◆ **Task statement**:
Your answer should consist of each line below that includes the word "Serialize".

+--

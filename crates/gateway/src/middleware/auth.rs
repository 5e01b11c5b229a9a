//! Authentication middleware
//!
//! Validates the bearer token, loads the caller's profile, rejects blocked
//! accounts, and injects an AuthContext for handlers to extract. Loading the
//! profile on every request means a block or role change takes effect
//! immediately, without session revocation machinery.

use axum::{extract::Request, extract::State, middleware::Next, response::Response};
use ecevision_common::{
    auth::{extract_bearer_token, AuthContext},
    db::Repository,
    errors::AppError,
};
use uuid::Uuid;

use crate::AppState;

/// Require a valid, non-blocked authenticated user
pub async fn require_auth(
    State(state): State<AppState>,
    mut request: Request,
    next: Next,
) -> Result<Response, AppError> {
    let request_id = request
        .headers()
        .get("x-request-id")
        .and_then(|v| v.to_str().ok())
        .map(String::from)
        .unwrap_or_else(|| Uuid::new_v4().to_string());

    let auth_header = request
        .headers()
        .get("authorization")
        .and_then(|v| v.to_str().ok())
        .ok_or_else(|| AppError::Unauthorized {
            message: "Missing Authorization header".to_string(),
        })?;

    let token = extract_bearer_token(auth_header).ok_or_else(|| AppError::Unauthorized {
        message: "Expected bearer token".to_string(),
    })?;

    let claims = state.jwt.validate_token(token)?;

    let user_id = Uuid::parse_str(&claims.sub).map_err(|_| AppError::Unauthorized {
        message: "Invalid token subject".to_string(),
    })?;

    let repo = Repository::new(state.db.clone());
    let profile = repo
        .find_profile_by_id(user_id)
        .await?
        .ok_or_else(|| AppError::Unauthorized {
            message: "Unknown user".to_string(),
        })?;

    if profile.is_blocked {
        return Err(AppError::AccountBlocked);
    }

    let context = AuthContext {
        user_id,
        role: profile.user_role(),
        request_id,
    };

    request.extensions_mut().insert(context);

    Ok(next.run(request).await)
}
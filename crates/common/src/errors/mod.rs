//! Error types for ECE-Vision Hub services
//!
//! Provides a comprehensive error handling system with:
//! - Distinct error types for different failure modes
//! - HTTP status code mapping
//! - Structured error responses
//! - Error codes for client handling

use axum::{
    http::StatusCode,
    response::{IntoResponse, Response},
    Json,
};
use serde::{Deserialize, Serialize};
use thiserror::Error;

/// Result type alias using AppError
pub type Result<T> = std::result::Result<T, AppError>;

/// Error codes for machine-readable error identification
#[derive(Debug, Clone, Copy, Serialize, Deserialize, PartialEq, Eq)]
#[serde(rename_all = "SCREAMING_SNAKE_CASE")]
pub enum ErrorCode {
    // Validation errors (1xxx)
    ValidationError,
    MissingField,
    InvalidFormat,

    // Authentication errors (2xxx)
    Unauthorized,
    InvalidCredentials,
    ExpiredToken,

    // Authorization errors (3xxx)
    Forbidden,
    AccountBlocked,

    // Resource errors (4xxx)
    NotFound,
    IdeaNotFound,
    ProfileNotFound,
    SuggestionNotFound,
    ConnectionNotFound,
    NotificationNotFound,
    NewsNotFound,
    QueryNotFound,

    // Conflict errors (5xxx)
    Conflict,
    DuplicateEmail,

    // Rate limiting (6xxx)
    RateLimited,

    // Database errors (7xxx)
    DatabaseError,
    ConnectionError,

    // Cache errors (8xxx)
    CacheError,

    // Internal errors (9xxx)
    InternalError,
    ConfigurationError,
    SerializationError,

    // Service unavailable
    ServiceUnavailable,
}

impl ErrorCode {
    /// Get the numeric code for this error
    pub fn as_code(&self) -> u16 {
        match self {
            // Validation (1xxx)
            ErrorCode::ValidationError => 1001,
            ErrorCode::MissingField => 1002,
            ErrorCode::InvalidFormat => 1003,

            // Auth (2xxx)
            ErrorCode::Unauthorized => 2001,
            ErrorCode::InvalidCredentials => 2002,
            ErrorCode::ExpiredToken => 2003,

            // Authz (3xxx)
            ErrorCode::Forbidden => 3001,
            ErrorCode::AccountBlocked => 3002,

            // Resources (4xxx)
            ErrorCode::NotFound => 4001,
            ErrorCode::IdeaNotFound => 4002,
            ErrorCode::ProfileNotFound => 4003,
            ErrorCode::SuggestionNotFound => 4004,
            ErrorCode::ConnectionNotFound => 4005,
            ErrorCode::NotificationNotFound => 4006,
            ErrorCode::NewsNotFound => 4007,
            ErrorCode::QueryNotFound => 4008,

            // Conflicts (5xxx)
            ErrorCode::Conflict => 5001,
            ErrorCode::DuplicateEmail => 5002,

            // Rate limits (6xxx)
            ErrorCode::RateLimited => 6001,

            // Database (7xxx)
            ErrorCode::DatabaseError => 7001,
            ErrorCode::ConnectionError => 7002,

            // Cache (8xxx)
            ErrorCode::CacheError => 8001,

            // Internal (9xxx)
            ErrorCode::InternalError => 9001,
            ErrorCode::ConfigurationError => 9002,
            ErrorCode::SerializationError => 9003,

            ErrorCode::ServiceUnavailable => 9999,
        }
    }
}

/// Application error types
#[derive(Error, Debug)]
pub enum AppError {
    // Validation errors
    #[error("Validation failed: {message}")]
    Validation {
        message: String,
        field: Option<String>,
    },

    #[error("Required field missing: {field}")]
    MissingField { field: String },

    #[error("Invalid format: {message}")]
    InvalidFormat { message: String },

    // Authentication errors
    #[error("Unauthorized: {message}")]
    Unauthorized { message: String },

    #[error("Invalid email or password")]
    InvalidCredentials,

    #[error("Token expired")]
    ExpiredToken,

    // Authorization errors
    #[error("Forbidden: {message}")]
    Forbidden { message: String },

    #[error("Account is blocked")]
    AccountBlocked,

    // Resource errors
    #[error("Resource not found: {resource_type} with id {id}")]
    NotFound { resource_type: String, id: String },

    #[error("Idea not found: {id}")]
    IdeaNotFound { id: String },

    #[error("Profile not found: {id}")]
    ProfileNotFound { id: String },

    #[error("Suggestion not found: {id}")]
    SuggestionNotFound { id: String },

    #[error("Connection not found")]
    ConnectionNotFound,

    #[error("Notification not found: {id}")]
    NotificationNotFound { id: String },

    #[error("News item not found: {id}")]
    NewsNotFound { id: String },

    #[error("Help query not found: {id}")]
    QueryNotFound { id: String },

    // Conflict errors
    #[error("Duplicate resource: {message}")]
    Duplicate { message: String },

    #[error("Email already registered")]
    DuplicateEmail,

    // Rate limiting
    #[error("Rate limit exceeded: {limit} requests per second")]
    RateLimited { limit: u32 },

    // Database errors
    #[error("Database error: {0}")]
    Database(#[from] sea_orm::DbErr),

    #[error("Database connection error: {message}")]
    DatabaseConnection { message: String },

    // Cache errors
    #[error("Cache error: {message}")]
    CacheError { message: String },

    // Internal errors
    #[error("Internal server error: {message}")]
    Internal { message: String },

    #[error("Configuration error: {message}")]
    Configuration { message: String },

    #[error("Serialization error: {0}")]
    Serialization(#[from] serde_json::Error),

    #[error("Service unavailable: {message}")]
    ServiceUnavailable { message: String },

    // Generic
    #[error("{0}")]
    Other(#[from] anyhow::Error),
}

impl AppError {
    /// Get the error code for this error
    pub fn code(&self) -> ErrorCode {
        match self {
            AppError::Validation { .. } => ErrorCode::ValidationError,
            AppError::MissingField { .. } => ErrorCode::MissingField,
            AppError::InvalidFormat { .. } => ErrorCode::InvalidFormat,
            AppError::Unauthorized { .. } => ErrorCode::Unauthorized,
            AppError::InvalidCredentials => ErrorCode::InvalidCredentials,
            AppError::ExpiredToken => ErrorCode::ExpiredToken,
            AppError::Forbidden { .. } => ErrorCode::Forbidden,
            AppError::AccountBlocked => ErrorCode::AccountBlocked,
            AppError::NotFound { .. } => ErrorCode::NotFound,
            AppError::IdeaNotFound { .. } => ErrorCode::IdeaNotFound,
            AppError::ProfileNotFound { .. } => ErrorCode::ProfileNotFound,
            AppError::SuggestionNotFound { .. } => ErrorCode::SuggestionNotFound,
            AppError::ConnectionNotFound => ErrorCode::ConnectionNotFound,
            AppError::NotificationNotFound { .. } => ErrorCode::NotificationNotFound,
            AppError::NewsNotFound { .. } => ErrorCode::NewsNotFound,
            AppError::QueryNotFound { .. } => ErrorCode::QueryNotFound,
            AppError::Duplicate { .. } => ErrorCode::Conflict,
            AppError::DuplicateEmail => ErrorCode::DuplicateEmail,
            AppError::RateLimited { .. } => ErrorCode::RateLimited,
            AppError::Database(_) => ErrorCode::DatabaseError,
            AppError::DatabaseConnection { .. } => ErrorCode::ConnectionError,
            AppError::CacheError { .. } => ErrorCode::CacheError,
            AppError::Internal { .. } => ErrorCode::InternalError,
            AppError::Configuration { .. } => ErrorCode::ConfigurationError,
            AppError::Serialization(_) => ErrorCode::SerializationError,
            AppError::ServiceUnavailable { .. } => ErrorCode::ServiceUnavailable,
            AppError::Other(_) => ErrorCode::InternalError,
        }
    }

    /// Get the HTTP status code for this error
    pub fn status_code(&self) -> StatusCode {
        match self {
            // 400 Bad Request
            AppError::Validation { .. }
            | AppError::MissingField { .. }
            | AppError::InvalidFormat { .. } => StatusCode::BAD_REQUEST,

            // 401 Unauthorized
            AppError::Unauthorized { .. }
            | AppError::InvalidCredentials
            | AppError::ExpiredToken => StatusCode::UNAUTHORIZED,

            // 403 Forbidden
            AppError::Forbidden { .. } | AppError::AccountBlocked => StatusCode::FORBIDDEN,

            // 404 Not Found
            AppError::NotFound { .. }
            | AppError::IdeaNotFound { .. }
            | AppError::ProfileNotFound { .. }
            | AppError::SuggestionNotFound { .. }
            | AppError::ConnectionNotFound
            | AppError::NotificationNotFound { .. }
            | AppError::NewsNotFound { .. }
            | AppError::QueryNotFound { .. } => StatusCode::NOT_FOUND,

            // 409 Conflict
            AppError::Duplicate { .. } | AppError::DuplicateEmail => StatusCode::CONFLICT,

            // 429 Too Many Requests
            AppError::RateLimited { .. } => StatusCode::TOO_MANY_REQUESTS,

            // 500 Internal Server Error
            AppError::Database(_)
            | AppError::DatabaseConnection { .. }
            | AppError::Internal { .. }
            | AppError::Configuration { .. }
            | AppError::Serialization(_)
            | AppError::Other(_) => StatusCode::INTERNAL_SERVER_ERROR,

            // 503 Service Unavailable
            AppError::CacheError { .. } | AppError::ServiceUnavailable { .. } => {
                StatusCode::SERVICE_UNAVAILABLE
            }
        }
    }

    /// Check if this error should be logged at error level
    pub fn is_server_error(&self) -> bool {
        self.status_code().is_server_error()
    }

    /// Check if this error is a client error
    pub fn is_client_error(&self) -> bool {
        self.status_code().is_client_error()
    }
}

/// Structured error response for API
#[derive(Debug, Serialize, Deserialize)]
pub struct ErrorResponse {
    pub error: ErrorDetails,
}

#[derive(Debug, Serialize, Deserialize)]
pub struct ErrorDetails {
    pub code: ErrorCode,
    pub message: String,
    #[serde(skip_serializing_if = "Option::is_none")]
    pub details: Option<serde_json::Value>,
    #[serde(skip_serializing_if = "Option::is_none")]
    pub request_id: Option<String>,
}

impl IntoResponse for AppError {
    fn into_response(self) -> Response {
        let status = self.status_code();
        let code = self.code();
        let message = self.to_string();

        // Log based on severity
        if self.is_server_error() {
            tracing::error!(
                error = %message,
                code = ?code,
                status = status.as_u16(),
                "Server error"
            );
        } else if self.is_client_error() {
            tracing::warn!(
                error = %message,
                code = ?code,
                status = status.as_u16(),
                "Client error"
            );
        }

        let body = ErrorResponse {
            error: ErrorDetails {
                code,
                message,
                details: None,
                request_id: None, // Should be filled by middleware
            },
        };

        (status, Json(body)).into_response()
    }
}

impl From<std::io::Error> for AppError {
    fn from(err: std::io::Error) -> Self {
        AppError::Internal {
            message: err.to_string(),
        }
    }
}

impl From<redis::RedisError> for AppError {
    fn from(err: redis::RedisError) -> Self {
        AppError::CacheError {
            message: err.to_string(),
        }
    }
}

impl From<validator::ValidationErrors> for AppError {
    fn from(err: validator::ValidationErrors) -> Self {
        AppError::Validation {
            message: err.to_string(),
            field: None,
        }
    }
}

#[cfg(test)]
mod tests {
    use super::*;

    #[test]
    fn test_error_code_mapping() {
        let err = AppError::IdeaNotFound { id: "test".into() };
        assert_eq!(err.code(), ErrorCode::IdeaNotFound);
        assert_eq!(err.status_code(), StatusCode::NOT_FOUND);
    }

    #[test]
    fn test_validation_error() {
        let err = AppError::Validation {
            message: "Invalid title".into(),
            field: Some("title".into()),
        };
        assert_eq!(err.status_code(), StatusCode::BAD_REQUEST);
        assert!(!err.is_server_error());
        assert!(err.is_client_error());
    }

    #[test]
    fn test_forbidden_errors() {
        let err = AppError::Forbidden {
            message: "Admin access required".into(),
        };
        assert_eq!(err.status_code(), StatusCode::FORBIDDEN);

        let err = AppError::AccountBlocked;
        assert_eq!(err.code(), ErrorCode::AccountBlocked);
        assert_eq!(err.status_code(), StatusCode::FORBIDDEN);
    }

    #[test]
    fn test_server_error() {
        let err = AppError::Internal {
            message: "Something went wrong".into(),
        };
        assert_eq!(err.status_code(), StatusCode::INTERNAL_SERVER_ERROR);
        assert!(err.is_server_error());
    }

    #[test]
    fn test_duplicate_email() {
        let err = AppError::DuplicateEmail;
        assert_eq!(err.status_code(), StatusCode::CONFLICT);
        assert_eq!(err.code().as_code(), 5002);
    }
}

+--

◆ **Answer for this exercise**:
use serde::{Deserialize, Serialize};
#[derive(Debug, Clone, Copy, Serialize, Deserialize, PartialEq, Eq)]
#[derive(Debug, Serialize, Deserialize)]
#[derive(Debug, Serialize, Deserialize)]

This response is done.